The lines to repeat are those below from the one containing "pub fn writes(&self)" down to the one containing "async fn remove(&self, resource: Resource<'_>)", both included; reproduce them exactly and nothing else.

#####

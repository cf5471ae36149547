use serde::{Deserialize, Serialize};

use super::reference::ReferenceEntity;

#[derive(Debug, Clone, PartialEq, Serialize, Deserialize)]
pub struct TaxRate {
    pub id: String,
    pub display_name: String,
    pub percentage: f64,
    #[serde(default)]
    pub inclusive: bool,
    #[serde(default)]
    pub active: bool,
    #[serde(default)]
    pub jurisdiction: Option<String>,
    #[serde(default)]
    pub country: Option<String>,
    #[serde(default)]
    pub description: Option<String>,
}

impl ReferenceEntity for TaxRate {
    fn id(&self) -> &str {
        &self.id
    }

    fn grouping_key(&self) -> &str {
        self.jurisdiction.as_deref().unwrap_or_default()
    }
}
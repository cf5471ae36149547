use sqlx::{PgPool, postgres::PgPoolOptions};
use tracing::info;

use crate::infra::error::InfraError;

pub async fn init_db(database_url: &str, run_migrations: bool) -> Result<PgPool, InfraError> {
    let pool = PgPoolOptions::new()
        .max_connections(5)
        .connect(database_url)
        .await?;

    info!("Connected to database!");

    if run_migrations {
        sqlx::migrate!("./migrations").run(&pool).await?;
        info!("Migrations applied");
    }

    Ok(pool)
}
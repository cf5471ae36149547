use std::sync::atomic::{AtomicBool, AtomicUsize, Ordering};

use async_trait::async_trait;

use crate::{
    adapters::persistence::in_memory::InMemoryStore,
    app_error::{AppError, AppResult},
    application::ports::store::Store,
    domain::entities::{
        customer::Customer, invoice::Invoice, payment_method::PaymentMethod,
        resource::Resource, subscription::Subscription,
    },
};

/// In-memory store that counts writes and can be told to fail them.
#[derive(Default)]
pub struct CountingStore {
    pub inner: InMemoryStore,
    pub put_calls: AtomicUsize,
    pub remove_calls: AtomicUsize,
    pub fail_writes: AtomicBool,
}

impl CountingStore {
    pub fn new() -> Self {
        Self::default()
    }

    pub fn writes(&self) -> usize {
        self.put_calls.load(Ordering::SeqCst) + self.remove_calls.load(Ordering::SeqCst)
    }

    fn check_writable(&self) -> AppResult<()> {
        if self.fail_writes.load(Ordering::SeqCst) {
            return Err(AppError::Database("Database operation failed".into()));
        }
        Ok(())
    }
}

#[async_trait]
impl Store for CountingStore {
    async fn lookup_customer(&self, email: &str) -> AppResult<Option<Customer>> {
        self.inner.lookup_customer(email).await
    }

    async fn lookup_invoice(
        &self,
        customer: &Customer,
        number: &str,
    ) -> AppResult<Option<Invoice>> {
        self.inner.lookup_invoice(customer, number).await
    }

    async fn subscription(&self, customer: &Customer) -> AppResult<Option<Subscription>> {
        self.inner.subscription(customer).await
    }

    async fn default_payment_method(
        &self,
        customer: &Customer,
    ) -> AppResult<Option<PaymentMethod>> {
        self.inner.default_payment_method(customer).await
    }

    async fn invoices(&self, customer: &Customer) -> AppResult<Vec<Invoice>> {
        self.inner.invoices(customer).await
    }

    async fn payment_methods(&self, customer: &Customer) -> AppResult<Vec<PaymentMethod>> {
        self.inner.payment_methods(customer).await
    }

    async fn put(&self, resource: Resource<'_>) -> AppResult<()> {
        self.put_calls.fetch_add(1, Ordering::SeqCst);
        self.check_writable()?;
        self.inner.put(resource).await
    }

    async fn remove(&self, resource: Resource<'_>) -> AppResult<()> {
        self.remove_calls.fetch_add(1, Ordering::SeqCst);
        self.check_writable()?;
        self.inner.remove(resource).await
    }

    async fn log_event(&self, event_id: &str) -> AppResult<()> {
        self.check_writable()?;
        self.inner.log_event(event_id).await
    }

    async fn customer_by_id(&self, customer_id: &str) -> AppResult<Option<Customer>> {
        self.inner.customer_by_id(customer_id).await
    }

    async fn payment_method_by_id(
        &self,
        payment_method_id: &str,
    ) -> AppResult<Option<PaymentMethod>> {
        self.inner.payment_method_by_id(payment_method_id).await
    }
}
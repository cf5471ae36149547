use crate::{
    adapters::{http::app_state::AppState, persistence::in_memory::InMemoryStore},
    application::ports::{payment_provider::PaymentProviderPort, store::Store},
    infra::{
        config::AppConfig, error::InfraError, postgres_persistence,
        stripe_client::StripeClient, stripe_payment_adapter::StripePaymentAdapter,
        webhook_signature::StripeSignatureVerifier,
    },
    use_cases::{
        billing::BillingUseCases,
        reference_data::ReferenceData,
        webhook::{WebhookDispatcher, register_store_sync},
    },
};
use std::fs::File;
use std::sync::Arc;
use tracing_subscriber::{EnvFilter, fmt, layer::SubscriberExt, util::SubscriberInitExt};

pub async fn init_app_state() -> anyhow::Result<AppState> {
    let config = AppConfig::from_env();

    let store: Arc<dyn Store> = match config.database_url.as_deref() {
        Some(database_url) => {
            Arc::new(postgres_persistence(database_url, config.run_migrations).await?)
        }
        None => {
            tracing::warn!("DATABASE_URL not set, using the in-memory store");
            Arc::new(InMemoryStore::new())
        }
    };

    let client = StripeClient::new(&config.provider).map_err(InfraError::HttpClient)?;
    let provider: Arc<dyn PaymentProviderPort> = Arc::new(StripePaymentAdapter::new(client));

    let reference = Arc::new(ReferenceData::new(
        provider.clone(),
        config.loader_headroom,
    ));
    let billing = Arc::new(BillingUseCases::new(
        store.clone(),
        provider,
        reference.clone(),
    ));

    let verifier = Arc::new(StripeSignatureVerifier::new(
        config.webhook_secret.clone(),
        config.webhook_tolerance_secs,
    ));
    let webhooks = Arc::new(WebhookDispatcher::new(verifier, store.clone()));
    register_store_sync(&webhooks, store);

    Ok(AppState {
        config: Arc::new(config),
        billing,
        reference,
        webhooks,
    })
}

/// Load (or reload) the configured reference id files.
///
/// Per-id failures are logged by the loader and left for the next reload; an
/// unreadable file fails the whole call.
pub async fn load_reference_data(app_state: &AppState) -> Result<(), InfraError> {
    let config = &app_state.config;
    app_state
        .reference
        .reload_from_files(config.tax_rates_file.as_deref(), config.prices_file.as_deref())
        .await
        .map_err(|source| InfraError::ReferenceFile {
            path: [&config.tax_rates_file, &config.prices_file]
                .into_iter()
                .flatten()
                .map(|p| p.display().to_string())
                .collect::<Vec<_>>()
                .join(", "),
            source,
        })?;

    tracing::info!(
        tax_rates = app_state.reference.tax_rates().len(),
        prices = app_state.reference.prices().len(),
        "Reference data loaded"
    );
    Ok(())
}

pub fn init_tracing() {
    let filter = EnvFilter::try_from_default_env()
        .unwrap_or_else(|_| "paysync=debug,tower_http=debug".into());

    // Console (pretty logs)
    let console_layer = fmt::layer()
        .with_target(false)
        .with_level(true)
        .pretty();

    // File (structured JSON logs), skipped when the file cannot be created.
    let json_layer = File::create("app.log").ok().map(|file| {
        fmt::layer()
            .json()
            .with_writer(file)
            .with_current_span(true)
            .with_span_list(true)
    });

    tracing_subscriber::registry()
        .with(filter)
        .with(console_layer)
        .with(json_layer)
        .try_init()
        .ok();
}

#####

• Solution for this problem:
    pub fn writes(&self) -> usize {
        self.put_calls.load(Ordering::SeqCst) + self.remove_calls.load(Ordering::SeqCst)
    }

    fn check_writable(&self) -> AppResult<()> {
        if self.fail_writes.load(Ordering::SeqCst) {
            return Err(AppError::Database("Database operation failed".into()));
        }
        Ok(())
    }
}

#[async_trait]
impl Store for CountingStore {
    async fn lookup_customer(&self, email: &str) -> AppResult<Option<Customer>> {
        self.inner.lookup_customer(email).await
    }

    async fn lookup_invoice(
        &self,
        customer: &Customer,
        number: &str,
    ) -> AppResult<Option<Invoice>> {
        self.inner.lookup_invoice(customer, number).await
    }

    async fn subscription(&self, customer: &Customer) -> AppResult<Option<Subscription>> {
        self.inner.subscription(customer).await
    }

    async fn default_payment_method(
        &self,
        customer: &Customer,
    ) -> AppResult<Option<PaymentMethod>> {
        self.inner.default_payment_method(customer).await
    }

    async fn invoices(&self, customer: &Customer) -> AppResult<Vec<Invoice>> {
        self.inner.invoices(customer).await
    }

    async fn payment_methods(&self, customer: &Customer) -> AppResult<Vec<PaymentMethod>> {
        self.inner.payment_methods(customer).await
    }

    async fn put(&self, resource: Resource<'_>) -> AppResult<()> {
        self.put_calls.fetch_add(1, Ordering::SeqCst);
        self.check_writable()?;
        self.inner.put(resource).await
    }

    async fn remove(&self, resource: Resource<'_>) -> AppResult<()> {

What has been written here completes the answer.